**Records to process**
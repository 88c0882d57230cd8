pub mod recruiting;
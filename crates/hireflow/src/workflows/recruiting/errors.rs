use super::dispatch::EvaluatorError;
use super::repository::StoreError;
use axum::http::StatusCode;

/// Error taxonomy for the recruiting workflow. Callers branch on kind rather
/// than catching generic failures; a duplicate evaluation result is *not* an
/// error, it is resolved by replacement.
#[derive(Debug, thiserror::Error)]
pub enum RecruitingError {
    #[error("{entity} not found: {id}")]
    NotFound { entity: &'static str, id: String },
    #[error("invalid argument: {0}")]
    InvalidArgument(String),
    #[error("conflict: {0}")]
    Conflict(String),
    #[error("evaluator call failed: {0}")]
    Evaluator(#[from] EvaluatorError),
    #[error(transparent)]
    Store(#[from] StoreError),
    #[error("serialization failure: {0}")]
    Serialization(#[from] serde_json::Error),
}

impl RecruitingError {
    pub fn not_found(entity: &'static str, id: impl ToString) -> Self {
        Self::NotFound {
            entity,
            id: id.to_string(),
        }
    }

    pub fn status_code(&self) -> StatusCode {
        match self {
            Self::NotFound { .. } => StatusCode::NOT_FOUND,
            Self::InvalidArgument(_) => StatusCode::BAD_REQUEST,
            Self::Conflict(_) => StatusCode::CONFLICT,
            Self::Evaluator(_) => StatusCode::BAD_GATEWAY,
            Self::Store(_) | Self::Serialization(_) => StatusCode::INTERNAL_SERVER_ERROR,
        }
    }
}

**What needs to be done**
Give back exactly the material above from its opening line to the line bearing "pub fn status_code(&self)".

**Output for this exercise**
repository 88c0882d57230cd8
pub mod recruiting;
filename crates/hireflow/src/workflows/recruiting/errors.rs
use super::dispatch::EvaluatorError;
use super::repository::StoreError;
use axum::http::StatusCode;

/// Error taxonomy for the recruiting workflow. Callers branch on kind rather
/// than catching generic failures; a duplicate evaluation result is *not* an
/// error, it is resolved by replacement.
#[derive(Debug, thiserror::Error)]
pub enum RecruitingError {
    #[error("{entity} not found: {id}")]
    NotFound { entity: &'static str, id: String },
    #[error("invalid argument: {0}")]
    InvalidArgument(String),
    #[error("conflict: {0}")]
    Conflict(String),
    #[error("evaluator call failed: {0}")]
    Evaluator(#[from] EvaluatorError),
    #[error(transparent)]
    Store(#[from] StoreError),
    #[error("serialization failure: {0}")]
    Serialization(#[from] serde_json::Error),
}

impl RecruitingError {
    pub fn not_found(entity: &'static str, id: impl ToString) -> Self {
        Self::NotFound {
            entity,
            id: id.to_string(),
        }
    }

    pub fn status_code(&self) -> StatusCode {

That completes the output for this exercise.